BEGIN Available records

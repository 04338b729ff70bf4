//! STM32F103 Blue Pill Preemptive Task Blink
//! =============================================================================================
//!
//! Date			Author          Notes
//! 2025-07-20	    YHY             Initial release
//!
//!==============================================================================================
//!
//! 抢占式任务版本：LED 由一个任务驱动，延时期间任务被阻塞而不是忙等，
//! CPU 在两次翻转之间进入空闲（WFI）。
//!
//! Hardware Connections:
//!   On-board LED -> PC13 (低电平点亮)
//!
//! Features:
//! 1. 外部 8MHz 晶振倍频到 72MHz 系统时钟
//! 2. 1kHz SysTick 驱动内核节拍
//! 3. PendSV 在 LED 任务和空闲上下文之间切换
//! 4. LED 以 5Hz 闪烁（亮 100ms，灭 100ms）

#![no_std] // 禁用标准库，适用于裸机嵌入式环境
#![no_main] // 禁用标准main入口，使用自定义入口点

use core::cell::RefCell;

use bluepill_tick::hardware::Blinker;
use bluepill_tick::hardware::board::{self, BoardLed, CORE_HZ};
use bluepill_tick::kernel::Kernel;
use bluepill_tick::kernel::clock::TickClock;
use bluepill_tick::kernel::config::{Config, DEFAULT_TICK_HZ};
use bluepill_tick::kernel::delay::TaskDelay; // 阻塞式延时
use bluepill_tick::kernel::port::armv7m::{CortexM, configure_systick};
use bluepill_tick::kernel::task::Priority;
use cortex_m_rt::{entry, exception};
use embassy_stm32::gpio::{Level, Output, Speed};
use embassy_sync::blocking_mutex::Mutex;
use embassy_sync::blocking_mutex::raw::CriticalSectionRawMutex;
use {defmt_rtt as _, panic_probe as _}; // 日志记录和panic处理

/// 任务槽数量：LED 任务占一个，另一个备用
const MAX_TASKS: usize = 2;

// 系统节拍时钟与内核（静态分配，无堆）
static CLOCK: TickClock = TickClock::new(DEFAULT_TICK_HZ);
static KERNEL: Kernel<'static, CortexM, MAX_TASKS> = Kernel::new(&CLOCK, CortexM::new(), Config::new());

// 由 main 交给 LED 任务，任务首次运行时取走
static LED: Mutex<CriticalSectionRawMutex, RefCell<Option<BoardLed>>> = Mutex::new(RefCell::new(None));

/// 主入口函数
///
/// 负责：
/// 1. 配置系统时钟（HSE 8MHz + PLL倍频到72MHz）
/// 2. 配置板载LED并交给 LED 任务
/// 3. 创建 LED 任务（优先级 1），失败则停机
/// 4. 启动 SysTick 和调度器，永不返回
#[entry]
fn main() -> ! {
    // 初始化外设（72MHz 时钟树）
    let p = embassy_stm32::init(board::clock_config());

    // 获取内核外设（SysTick），只能获取一次
    let Some(mut cp) = cortex_m::Peripherals::take() else {
        defmt::error!("内核外设已被占用");
        halt();
    };

    // 板载LED，初始为熄灭（高电平）
    let led = BoardLed::active_low(Output::new(p.PC13, Level::High, Speed::Low));
    LED.lock(|cell| *cell.borrow_mut() = Some(led));

    // 创建 LED 任务，失败则停机
    if let Err(e) = KERNEL.create("led", Priority(1), led_task) {
        defmt::error!("LED 任务创建失败: {}", e);
        halt();
    }

    // 1ms 一次 SysTick 中断，然后启动调度器
    configure_systick(&mut cp.SYST, CORE_HZ, DEFAULT_TICK_HZ);
    KERNEL.start()
}

/// LED 闪烁任务
///
/// 亮 100ms / 灭 100ms，延时期间阻塞让出 CPU
fn led_task() -> ! {
    let Some(led) = LED.lock(|cell| cell.borrow_mut().take()) else {
        defmt::warn!("LED 已被取走");
        KERNEL.exit()
    };
    Blinker::square(led, TaskDelay::new(&KERNEL), 100).run()
}

/// 出错后停机
fn halt() -> ! {
    loop {
        cortex_m::asm::nop();
    }
}

/// SysTick 中断：推进节拍，唤醒到期任务，必要时请求切换
#[exception]
fn SysTick() {
    KERNEL.on_tick();
}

END Available records

» **Task requirements**
From the records above, print only the lines between the one holding "LED 任务（优先级 1），失败则停机" and the one holding "一次 SysTick 中断，然后启动调度器", inclusive, exactly as they stand.

» **Exercise answer**
/// 3. 创建 LED 任务（优先级 1），失败则停机
/// 4. 启动 SysTick 和调度器，永不返回
#[entry]
fn main() -> ! {
    // 初始化外设（72MHz 时钟树）
    let p = embassy_stm32::init(board::clock_config());

    // 获取内核外设（SysTick），只能获取一次
    let Some(mut cp) = cortex_m::Peripherals::take() else {
        defmt::error!("内核外设已被占用");
        halt();
    };

    // 板载LED，初始为熄灭（高电平）
    let led = BoardLed::active_low(Output::new(p.PC13, Level::High, Speed::Low));
    LED.lock(|cell| *cell.borrow_mut() = Some(led));

    // 创建 LED 任务，失败则停机
    if let Err(e) = KERNEL.create("led", Priority(1), led_task) {
        defmt::error!("LED 任务创建失败: {}", e);
        halt();
    }

    // 1ms 一次 SysTick 中断，然后启动调度器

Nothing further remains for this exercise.